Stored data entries
▼▼▼

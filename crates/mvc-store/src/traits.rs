use mvc_types::Fingerprint;
use tracing::warn;

use crate::error::{StoreError, StoreResult};
use crate::object::{Commit, IndexRecord};

/// Lazy, finite sequence of stored commits.
pub type CommitIter<'a> = Box<dyn Iterator<Item = StoreResult<Commit>> + 'a>;

/// Durable home of the staging index, the commit set, and HEAD.
///
/// All implementations must satisfy these invariants:
/// - Every operation other than `initialize` fails with
///   [`StoreError::NotARepository`] when the repository is not initialized.
/// - Commit records are immutable. Saving an id that already exists is a
///   no-op.
/// - A failed write leaves the previously stored record intact.
pub trait RepositoryStore: Send + Sync {
    /// Returns `true` if the repository marker exists.
    fn is_initialized(&self) -> bool;

    /// Create an empty repository: empty commit set, empty index, empty HEAD.
    ///
    /// Fails with [`StoreError::AlreadyInitialized`] if the marker exists.
    /// Never leaves a half-initialized repository behind.
    fn initialize(&self) -> StoreResult<()>;

    /// Load the persisted staging index.
    fn load_index(&self) -> StoreResult<IndexRecord>;

    /// Replace the persisted staging index.
    fn save_index(&self, index: &IndexRecord) -> StoreResult<()>;

    /// Load a commit by full id.
    ///
    /// Returns `Ok(None)` if no record exists under that id.
    fn load_commit(&self, id: &Fingerprint) -> StoreResult<Option<Commit>>;

    /// Write a commit record.
    ///
    /// Returns `true` if a new record was written, `false` if the id already
    /// existed (content-addressing makes the existing record identical).
    fn save_commit(&self, commit: &Commit) -> StoreResult<bool>;

    /// Ids of every stored commit, in no particular order.
    fn commit_ids(&self) -> StoreResult<Vec<Fingerprint>>;

    /// Read the HEAD pointer. `None` until the first commit or checkout.
    fn read_head(&self) -> StoreResult<Option<Fingerprint>>;

    /// Point HEAD at a commit id.
    fn write_head(&self, id: &Fingerprint) -> StoreResult<()>;

    /// All stored commits as a lazy sequence.
    ///
    /// Each call re-reads storage, so the sequence is restartable. Records
    /// that disappear between listing and loading are skipped.
    fn list_commits(&self) -> StoreResult<CommitIter<'_>> {
        let ids = self.commit_ids()?;
        Ok(Box::new(ids.into_iter().filter_map(move |id| {
            match self.load_commit(&id) {
                Ok(Some(commit)) => Some(Ok(commit)),
                Ok(None) => {
                    warn!(commit = %id.short_hex(7), "commit vanished during listing");
                    None
                }
                Err(e) => Some(Err(e)),
            }
        })))
    }

    /// Load the commit HEAD points to, if any.
    ///
    /// A HEAD naming a missing record is [`StoreError::MissingCommit`].
    fn head_commit(&self) -> StoreResult<Option<Commit>> {
        match self.read_head()? {
            None => Ok(None),
            Some(id) => match self.load_commit(&id)? {
                Some(commit) => Ok(Some(commit)),
                None => {
                    warn!(head = %id, "HEAD points to a missing commit");
                    Err(StoreError::MissingCommit(id))
                }
            },
        }
    }
}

▲▲▲

Reproduce each line above that contains "persisted".

> _Output of the exercise_:
    /// Load the persisted staging index.
    /// Replace the persisted staging index.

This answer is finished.